Livro ‘O Príncipe do Boxe’ traz à tona história do tio lutador que inspirou Éder Jofre 426h3r
Em uma narrativa potente e concisa, obra relembra uma peça essencial da história do pugilismo no Brasil 3pv36


Em 2014, dez anos após a morte de seu avô, Waldemar Zumbano, o Neno, o escritor e redator-chefe de VEJA Fábio Altman visitou a casa onde vivia um dos boxeadores mais famosos do mundo, Éder Jofre — que, aliás, era sobrinho de Zumbano. Na ocasião, o lendário pugilista sofria, havia pelo menos uma década, de lapsos de memória, que os médicos desconfiavam erroneamente se tratar de um quadro de Alzheimer — na realidade, ele tinha uma encefalopatia traumática crônica, causada pelas pancadas recebidas na cabeça. Na visita, Altman apresentou fotos das vitórias de Jofre, das quais o ex-atleta pouco se lembrava. Foi somente após trocar a pose de jornalista pela de parente e mostrar fotografias de seu avô Neno e sua mãe, Raquel Zumbano, prima de Jofre, que a feição do ex-lutador suavizou. Mais do que as vitórias, a imagem dos entes queridos foi capaz de abrir o baú de memórias guardadas num recôndito de seu cérebro.

Altman narra a trajetória da família dos Zumbano-Jofre, que introduziu o esporte no país, no livro O Príncipe do Boxe. Com apenas 88 páginas, o título é como uma luta de boxe que se encerra rapidamente por nocaute no primeiro assalto: a narrativa é eficaz, emocionante e concisa — seguindo a proposta da editora recém-inaugurada Seja Breve, que promete publicar boas histórias em livros curtos, de até 150 páginas. Resumir a biografia de Waldemar Zumbano, aliás, é um feito e tanto — sua história, que mescla ativismo político e paixão pelo pugilismo, além de viagens pelo mundo, renderia um calhamaço e tanto.

Nascido em Mococa, no interior de São Paulo, onde viveu até os 18 anos, Zumbano mudou-se para São Paulo para trabalhar.
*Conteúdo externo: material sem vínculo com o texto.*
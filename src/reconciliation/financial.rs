use std::collections::BTreeMap;

use chrono::Utc;
use rust_decimal::Decimal;
use sea_orm::{ColumnTrait, ConnectionTrait, EntityTrait, QueryFilter};
use serde::{Deserialize, Serialize};
use tracing::{debug, instrument};
use uuid::Uuid;

use crate::db::update_versioned;
use crate::entities::{
    bdl::{self, BdlStatus},
    client, depense,
    facture::{self, FactureStatus},
    paiement,
};
use crate::errors::ServiceError;

/// Payment state of an invoice derived from its recorded payments.
#[derive(Debug, Clone, Copy, PartialEq, Eq, Serialize, Deserialize)]
pub struct Settlement {
    pub total_paye: Decimal,
    pub solde_restant: Decimal,
    pub statut: FactureStatus,
}

/// Folds payment amounts into the paid total, remaining balance and status of an
/// emitted invoice. Recomputed from scratch on every payment insert or delete.
pub fn settle_facture<I>(total_net: Decimal, montants: I) -> Settlement
where
    I: IntoIterator<Item = Decimal>,
{
    let total_paye: Decimal = montants.into_iter().sum();
    let statut = if total_paye > Decimal::ZERO && total_paye >= total_net {
        FactureStatus::Payee
    } else if total_paye > Decimal::ZERO {
        FactureStatus::PayeePartielle
    } else {
        FactureStatus::Emise
    };
    Settlement {
        total_paye,
        solde_restant: total_net - total_paye,
        statut,
    }
}

#[derive(Debug, Clone, Copy, Default, PartialEq, Eq, Serialize, Deserialize)]
pub struct ClientTotals {
    pub total_livre: Decimal,
    pub total_facture: Decimal,
    pub total_paye: Decimal,
    pub total_du: Decimal,
}

/// Client rollups over billed invoices and delivered notes.
pub fn client_totals(factures: &[facture::Model], bdls: &[bdl::Model]) -> ClientTotals {
    let (total_facture, total_paye) = factures
        .iter()
        .filter(|f| f.statut.is_billed())
        .fold((Decimal::ZERO, Decimal::ZERO), |(net, paid), f| {
            (net + f.total_net, paid + f.total_paye)
        });
    let total_livre = bdls
        .iter()
        .filter(|note| note.statut == BdlStatus::Livre)
        .map(|note| note.lignes.total())
        .sum();

    ClientTotals {
        total_livre,
        total_facture,
        total_paye,
        total_du: total_facture - total_paye,
    }
}

#[derive(Debug, Clone, PartialEq, Eq, Serialize, Deserialize)]
pub struct DashboardSummary {
    pub total_facture: Decimal,
    pub total_paye: Decimal,
    pub total_du: Decimal,
    /// Every recorded payment, including those on invoices cancelled after
    /// collection.
    pub total_encaisse: Decimal,
    pub total_depenses: Decimal,
    /// Cash collected minus expenses.
    pub tresorerie: Decimal,
    pub factures_par_statut: BTreeMap<String, u64>,
}

pub fn dashboard_summary(
    factures: &[facture::Model],
    paiements: &[paiement::Model],
    depenses: &[depense::Model],
) -> DashboardSummary {
    let totals = client_totals(factures, &[]);
    let total_encaisse: Decimal = paiements.iter().map(|p| p.montant).sum();
    let total_depenses: Decimal = depenses.iter().map(|d| d.montant).sum();

    let mut factures_par_statut = BTreeMap::new();
    for f in factures {
        *factures_par_statut.entry(f.statut.to_string()).or_insert(0) += 1;
    }

    DashboardSummary {
        total_facture: totals.total_facture,
        total_paye: totals.total_paye,
        total_du: totals.total_du,
        total_encaisse,
        total_depenses,
        tresorerie: total_encaisse - total_depenses,
        factures_par_statut,
    }
}

/// Recomputes and persists the rollups of one client on `conn`.
///
/// Callers pass the transaction of the triggering write so the status change and
/// the rollups commit together. Running it twice without intervening writes leaves
/// the rollup values unchanged.
#[instrument(skip(conn))]
pub async fn recalculate_client_totals<C>(
    conn: &C,
    client_id: Uuid,
) -> Result<client::Model, ServiceError>
where
    C: ConnectionTrait,
{
    let current = client::Entity::find_by_id(client_id)
        .one(conn)
        .await?
        .ok_or_else(|| ServiceError::not_found("Client", client_id))?;

    let factures = facture::Entity::find()
        .filter(facture::Column::ClientId.eq(client_id))
        .all(conn)
        .await?;
    let bdls = bdl::Entity::find()
        .filter(bdl::Column::ClientId.eq(client_id))
        .filter(bdl::Column::Statut.eq(BdlStatus::Livre))
        .all(conn)
        .await?;

    let totals = client_totals(&factures, &bdls);
    debug!(?totals, "client totals recomputed");

    let mut updated = current.clone();
    updated.total_livre = totals.total_livre;
    updated.total_facture = totals.total_facture;
    updated.total_paye = totals.total_paye;
    updated.total_du = totals.total_du;
    updated.version = current.version + 1;
    updated.updated_at = Utc::now();

    update_versioned(conn, client::ActiveModel::from(updated.clone()), client_id, current.version)
        .await?;
    Ok(updated)
}

#[cfg(test)]
mod tests {
    use super::*;
    use crate::entities::{BdlIds, Lignes, LignesLivrees};
    use chrono::NaiveDate;
    use rust_decimal_macros::dec;

    fn facture(statut: FactureStatus, total_net: Decimal, total_paye: Decimal) -> facture::Model {
        let now = Utc::now();
        facture::Model {
            id: Uuid::new_v4(),
            numero: "FAC-2026-0001".into(),
            client_id: Uuid::nil(),
            statut,
            bdl_ids: BdlIds::default(),
            lignes: Lignes::default(),
            total: total_net,
            remise: Decimal::ZERO,
            total_net,
            total_paye,
            solde_restant: total_net - total_paye,
            motif_annulation: None,
            date_emission: None,
            date_echeance: None,
            version: 1,
            created_at: now,
            updated_at: now,
        }
    }

    #[test]
    fn payments_move_invoice_to_partial_then_paid() {
        let first = settle_facture(dec!(1000000), [dec!(400000)]);
        assert_eq!(first.statut, FactureStatus::PayeePartielle);
        assert_eq!(first.solde_restant, dec!(600000));

        let second = settle_facture(dec!(1000000), [dec!(400000), dec!(600000)]);
        assert_eq!(second.statut, FactureStatus::Payee);
        assert_eq!(second.solde_restant, Decimal::ZERO);
        assert_eq!(second.total_paye, dec!(1000000));
    }

    #[test]
    fn no_payment_keeps_invoice_emitted() {
        let settlement = settle_facture(dec!(500), std::iter::empty());
        assert_eq!(settlement.statut, FactureStatus::Emise);
        assert_eq!(settlement.solde_restant, dec!(500));
    }

    #[test]
    fn client_totals_skip_draft_and_cancelled_invoices() {
        let factures = vec![
            facture(FactureStatus::Emise, dec!(1000), dec!(0)),
            facture(FactureStatus::PayeePartielle, dec!(2000), dec!(500)),
            facture(FactureStatus::Payee, dec!(300), dec!(300)),
            facture(FactureStatus::Brouillon, dec!(9999), dec!(0)),
            facture(FactureStatus::Annulee, dec!(7777), dec!(100)),
        ];
        let totals = client_totals(&factures, &[]);
        assert_eq!(totals.total_facture, dec!(3300));
        assert_eq!(totals.total_paye, dec!(800));
        assert_eq!(totals.total_du, dec!(2500));
        assert_eq!(totals.total_du, totals.total_facture - totals.total_paye);
    }

    #[test]
    fn delivered_total_counts_only_livre_notes() {
        let now = Utc::now();
        let note = |statut| bdl::Model {
            id: Uuid::new_v4(),
            numero: "BDL-2026-0001".into(),
            bdc_id: Uuid::nil(),
            client_id: Uuid::nil(),
            statut,
            lignes: LignesLivrees(vec![crate::entities::LigneLivree {
                ligne_id: Uuid::nil(),
                designation: "Gravier".into(),
                unite: "m3".into(),
                quantite: dec!(4),
                prix_unitaire: dec!(25000),
            }]),
            facture_id: None,
            date_livraison: None,
            notes: None,
            version: 1,
            created_at: now,
            updated_at: now,
        };
        let totals = client_totals(&[], &[note(BdlStatus::Livre), note(BdlStatus::EnRoute)]);
        assert_eq!(totals.total_livre, dec!(100000));
    }

    #[test]
    fn dashboard_nets_expenses_against_collected_cash() {
        let now = Utc::now();
        let depense = depense::Model {
            id: Uuid::new_v4(),
            numero: "DEP-2026-0001".into(),
            libelle: "Carburant".into(),
            categorie: "transport".into(),
            montant: dec!(150),
            date_depense: NaiveDate::from_ymd_opt(2026, 3, 1).unwrap(),
            notes: None,
            version: 1,
            created_at: now,
            updated_at: now,
        };
        let paid = facture(FactureStatus::Payee, dec!(1000), dec!(1000));
        let cancelled = facture(FactureStatus::Annulee, dec!(800), dec!(300));
        let encaissement = |facture_id, montant| paiement::Model {
            id: Uuid::new_v4(),
            numero: "PAY-2026-0001".into(),
            facture_id,
            client_id: Uuid::nil(),
            montant,
            mode: paiement::ModePaiement::Virement,
            reference: None,
            date_paiement: NaiveDate::from_ymd_opt(2026, 3, 2).unwrap(),
            version: 1,
            created_at: now,
        };
        let paiements = vec![
            encaissement(paid.id, dec!(1000)),
            encaissement(cancelled.id, dec!(300)),
        ];
        let factures = vec![
            paid,
            cancelled,
            facture(FactureStatus::Emise, dec!(500), dec!(0)),
            facture(FactureStatus::Emise, dec!(200), dec!(0)),
        ];
        let summary = dashboard_summary(&factures, &paiements, &[depense]);
        assert_eq!(summary.total_facture, dec!(1700));
        assert_eq!(summary.total_paye, dec!(1000));
        assert_eq!(summary.total_du, dec!(700));
        assert_eq!(summary.total_encaisse, dec!(1300));
        assert_eq!(summary.tresorerie, dec!(1150));
        assert_eq!(summary.factures_par_statut.get("EMISE"), Some(&2));
        assert_eq!(summary.factures_par_statut.get("PAYEE"), Some(&1));
    }
}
Na capital, alistou-se para lutar ao lado dos paulistas nas trincheiras do Vale do Paraíba, durante a Revolução Constitucionalista de 1932. Ao fim da batalha, militou na Aliança Nacional Libertadora, a ANL, costela do Partido Comunista Brasileiro, o PCB. Perseguido pelo Estado Novo, do governo de Getúlio Vargas, refugiou-se em diferentes cidades do interior de São Paulo, onde se lançava em desafios contra boxeadores locais, montando ringues improvisados com lonas e cordas. Usava o codinome Frank Éder, nome de um boxeador austríaco que lera em um jornal. Quando Éder Jofre nasceu, em 1936, seus pais lhe deram o nome que o tio usara para não ser preso.
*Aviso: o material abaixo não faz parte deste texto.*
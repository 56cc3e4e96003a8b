use std::sync::Arc;

use chrono::Utc;
use rust_decimal::Decimal;
use sea_orm::{
    ActiveValue::NotSet, ColumnTrait, EntityTrait, QueryFilter, QueryOrder, Set,
    TransactionTrait,
};
use serde::{Deserialize, Serialize};
use tracing::{info, instrument};
use uuid::Uuid;
use validator::Validate;

use super::{apply_remise, build_lignes, check_expected_version, paginate, LigneInput, Page, PageRequest};
use crate::{
    db::{documents::found, insert_numbered, update_versioned, DbPool},
    entities::{
        bdc::{self, BdcStatus},
        client,
        proforma::{self, ProformaStatus},
    },
    errors::ServiceError,
    events::{Event, EventSender, RecordKind},
    lifecycle::{ensure_transition, DocumentType},
    rules,
};

#[derive(Debug, Clone, Serialize, Deserialize, Validate)]
pub struct CreateProformaRequest {
    pub client_id: Uuid,
    pub lignes: Vec<LigneInput>,
    #[serde(default)]
    pub remise: Option<Decimal>,
    #[validate(length(max = 2000))]
    pub notes: Option<String>,
}

#[derive(Debug, Clone, Default, Serialize, Deserialize, Validate)]
pub struct UpdateProformaRequest {
    pub lignes: Option<Vec<LigneInput>>,
    pub remise: Option<Decimal>,
    #[validate(length(max = 2000))]
    pub notes: Option<String>,
    pub version: Option<i32>,
}

#[derive(Debug, Clone, Default, Deserialize)]
pub struct ProformaFilter {
    pub client_id: Option<Uuid>,
    pub statut: Option<ProformaStatus>,
}

#[derive(Clone)]
pub struct ProformaService {
    db_pool: Arc<DbPool>,
    event_sender: Arc<EventSender>,
}

impl ProformaService {
    pub fn new(db_pool: Arc<DbPool>, event_sender: Arc<EventSender>) -> Self {
        Self {
            db_pool,
            event_sender,
        }
    }

    /// Creates a draft quote; totals are computed from the lines and the discount.
    #[instrument(skip(self, request), fields(client_id = %request.client_id))]
    pub async fn create(
        &self,
        request: CreateProformaRequest,
    ) -> Result<proforma::Model, ServiceError> {
        request.validate()?;
        let lignes = build_lignes(request.lignes)?;
        let total_ht = lignes.total();
        let remise = request.remise.unwrap_or(Decimal::ZERO);
        let total_net = apply_remise(total_ht, remise)?;

        let txn = self.db_pool.begin().await?;
        found(
            client::Entity::find_by_id(request.client_id).one(&txn).await?,
            "Client",
            request.client_id,
        )?;

        let now = Utc::now();
        let model = insert_numbered(
            &txn,
            proforma::ActiveModel {
                id: Set(Uuid::new_v4()),
                numero: NotSet,
                client_id: Set(request.client_id),
                statut: Set(ProformaStatus::Brouillon),
                lignes: Set(lignes),
                total_ht: Set(total_ht),
                remise: Set(remise),
                total_net: Set(total_net),
                bdc_id: Set(None),
                notes: Set(request.notes),
                version: Set(1),
                created_at: Set(now),
                updated_at: Set(now),
            },
        )
        .await?;
        txn.commit().await?;

        info!(proforma_id = %model.id, numero = %model.numero, "Proforma created");
        self.event_sender.send_or_log(Event::DocumentCreated {
            kind: RecordKind::Proforma,
            id: model.id,
            numero: Some(model.numero.clone()),
        });
        Ok(model)
    }

    #[instrument(skip(self))]
    pub async fn get(&self, proforma_id: Uuid) -> Result<proforma::Model, ServiceError> {
        let row = proforma::Entity::find_by_id(proforma_id)
            .one(&*self.db_pool)
            .await?;
        found(row, "Proforma", proforma_id)
    }

    #[instrument(skip(self))]
    pub async fn list(
        &self,
        filter: ProformaFilter,
        page: PageRequest,
    ) -> Result<Page<proforma::Model>, ServiceError> {
        let mut select = proforma::Entity::find().order_by_desc(proforma::Column::CreatedAt);
        if let Some(client_id) = filter.client_id {
            select = select.filter(proforma::Column::ClientId.eq(client_id));
        }
        if let Some(statut) = filter.statut {
            select = select.filter(proforma::Column::Statut.eq(statut));
        }
        paginate(select, &self.db_pool, page).await
    }

    /// Edits lines, discount or notes of a draft quote.
    #[instrument(skip(self, request))]
    pub async fn update(
        &self,
        proforma_id: Uuid,
        request: UpdateProformaRequest,
    ) -> Result<proforma::Model, ServiceError> {
        request.validate()?;
        let current = self.get(proforma_id).await?;
        check_expected_version(proforma_id, current.version, request.version)?;
        if current.statut != ProformaStatus::Brouillon {
            return Err(ServiceError::InvalidOperation(format!(
                "la proforma {} n'est plus modifiable (statut {})",
                current.numero, current.statut
            )));
        }

        let mut updated = current.clone();
        if let Some(lignes) = request.lignes {
            updated.lignes = build_lignes(lignes)?;
        }
        if let Some(remise) = request.remise {
            updated.remise = remise;
        }
        if request.notes.is_some() {
            updated.notes = request.notes;
        }
        updated.total_ht = updated.lignes.total();
        updated.total_net = apply_remise(updated.total_ht, updated.remise)?;
        updated.version = current.version + 1;
        updated.updated_at = Utc::now();

        update_versioned(
            &*self.db_pool,
            proforma::ActiveModel::from(updated.clone()),
            proforma_id,
            current.version,
        )
        .await?;
        Ok(updated)
    }

    #[instrument(skip(self))]
    pub async fn transition(
        &self,
        proforma_id: Uuid,
        to: ProformaStatus,
    ) -> Result<proforma::Model, ServiceError> {
        let current = self.get(proforma_id).await?;
        ensure_transition(current.statut, to)?;

        let mut updated = current.clone();
        updated.statut = to;
        updated.version = current.version + 1;
        updated.updated_at = Utc::now();
        update_versioned(
            &*self.db_pool,
            proforma::ActiveModel::from(updated.clone()),
            proforma_id,
            current.version,
        )
        .await?;

        info!(%proforma_id, from = %current.statut, %to, "Proforma status changed");
        self.event_sender.send_or_log(Event::status_changed(
            DocumentType::Proforma,
            proforma_id,
            current.statut,
            to,
        ));
        Ok(updated)
    }

    /// Creates the purchase order of a validated quote and links both ways.
    #[instrument(skip(self))]
    pub async fn generate_bdc(&self, proforma_id: Uuid) -> Result<bdc::Model, ServiceError> {
        let txn = self.db_pool.begin().await?;
        let source = found(
            proforma::Entity::find_by_id(proforma_id).one(&txn).await?,
            "Proforma",
            proforma_id,
        )?;
        rules::can_generate_bdc(&source)?;

        let now = Utc::now();
        let order = insert_numbered(
            &txn,
            bdc::ActiveModel {
                id: Set(Uuid::new_v4()),
                numero: NotSet,
                client_id: Set(source.client_id),
                proforma_id: Set(Some(source.id)),
                statut: Set(BdcStatus::Brouillon),
                total_ht: Set(source.lignes.total()),
                lignes: Set(source.lignes.clone()),
                notes: Set(source.notes.clone()),
                version: Set(1),
                created_at: Set(now),
                updated_at: Set(now),
            },
        )
        .await?;

        let mut linked = source.clone();
        linked.bdc_id = Some(order.id);
        linked.version = source.version + 1;
        linked.updated_at = now;
        update_versioned(
            &txn,
            proforma::ActiveModel::from(linked),
            proforma_id,
            source.version,
        )
        .await?;
        txn.commit().await?;

        info!(%proforma_id, bdc_id = %order.id, numero = %order.numero, "BDC generated from proforma");
        self.event_sender.send_or_log(Event::DocumentCreated {
            kind: RecordKind::Bdc,
            id: order.id,
            numero: Some(order.numero.clone()),
        });
        Ok(order)
    }

    /// Deletes a draft quote.
    #[instrument(skip(self))]
    pub async fn delete(&self, proforma_id: Uuid) -> Result<(), ServiceError> {
        let current = self.get(proforma_id).await?;
        if current.statut != ProformaStatus::Brouillon {
            return Err(ServiceError::InvalidOperation(format!(
                "seule une proforma en brouillon peut être supprimée ({} est {})",
                current.numero, current.statut
            )));
        }
        proforma::Entity::delete_by_id(proforma_id)
            .exec(&*self.db_pool)
            .await?;
        self.event_sender.send_or_log(Event::DocumentDeleted {
            kind: RecordKind::Proforma,
            id: proforma_id,
        });
        Ok(())
    }
}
Sua militância o levou a encontros valiosos. Transitando entre a elite intelectual do país, ganhou do poeta Paulo Bomfim o apelido de Príncipe do Boxe. Jorge Amado, que foi militante do PCB, também o tinha em alta conta. “Meu avô foi um pugilista comunista, ou comunista pugilista, dependendo da situação”, brinca Altman. Preso várias vezes, treinou companheiros de cela célebres, como o ensaísta Paulo Emílio Salles Gomes. Em 1964, meses após ser solto de sua última detenção, quando foi enquadrado no AI-1, logo depois do golpe militar, ele foi designado para chefiar a delegação olímpica de boxe em Tóquio, mas quase não conseguiu embarcar ao Japão. No aeroporto, um oficialzinho de plantão deu voz de prisão a Zumbano após levantar sua ficha. Imprescindível para a equipe, ele só foi liberado depois de o presidente do Comitê Olímpico do Brasil, Sylvio de Magalhães Padilha, dizer que, se Neno não fosse, nenhum atleta brasileiro viajaria para os Jogos. “Ou o professor Zumbano viaja, ou o Brasil não irá para a Olimpíada por sua culpa”, teria dito Padilha. Deu certo. Os dois viraram grandes amigos. Foi a influência dele na formação do Galo de Ouro, apelido de Éder Jofre, no entanto, uma de suas maiores contribuições para o esporte. Se Jofre é considerado um dos mais importantes atletas do Brasil, ao lado de Pelé e Ayrton Senna, e o único brasileiro no hall da fama do boxe mundial, muito se deve a seu tio Neno, que jamais atirou a toalha — e deixou um legado digno de campeões.